### WORK INSTRUCTION:
From the line with "use crate::guards::clamp_pue;" to the line with "but it still", retype every line exactly, including those two, and leave out the rest of the data below.

Saved data entries
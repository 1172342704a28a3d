//! # PUE Model
//!
//! Power Usage Effectiveness for each cooling system, derived from its
//! efficiency factors.
//!
//! ```text
//! PUE = clamp_pue( 1 / Π efficiency factors )
//!
//!   air:       hvac_efficiency × power_distribution_efficiency
//!   immersion: pumping_efficiency × heat_exchanger_efficiency
//!              × power_distribution_efficiency
//!
//! facility power (kW) = IT power (kW) × PUE
//! ```

use crate::guards::clamp_pue;
use crate::types::{AirCoolingConfig, ImmersionCoolingConfig};

/// Converts an efficiency product into a PUE, floored at 1.0.
///
/// A zero or negative product cannot come out of validation, but it still
/// maps to the floor rather than to infinity.
pub fn pue_from_efficiency(efficiency_product: f64) -> f64 {
    if efficiency_product > 0.0 {
        clamp_pue(1.0 / efficiency_product)
    } else {
        clamp_pue(f64::NAN)
    }
}

pub fn air_efficiency_product(air: &AirCoolingConfig) -> f64 {
    air.hvac_efficiency * air.power_distribution_efficiency
}

pub fn immersion_efficiency_product(immersion: &ImmersionCoolingConfig) -> f64 {
    immersion.pumping_efficiency
        * immersion.heat_exchanger_efficiency
        * immersion.power_distribution_efficiency
}

/// PUE of the air-cooled deployment.
pub fn air_pue(air: &AirCoolingConfig) -> f64 {
    pue_from_efficiency(air_efficiency_product(air))
}

/// PUE of the immersion deployment.
pub fn immersion_pue(immersion: &ImmersionCoolingConfig) -> f64 {
    pue_from_efficiency(immersion_efficiency_product(immersion))
}

/// Total facility draw for an IT load at a given PUE.
#[inline]
pub fn facility_power_kw(it_power_kw: f64, pue: f64) -> f64 {
    it_power_kw * pue
}

// =============================================================================
// Unit Tests
// =============================================================================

### TASK SOLUTION:
use crate::guards::clamp_pue;
use crate::types::{AirCoolingConfig, ImmersionCoolingConfig};

/// Converts an efficiency product into a PUE, floored at 1.0.
///
/// A zero or negative product cannot come out of validation, but it still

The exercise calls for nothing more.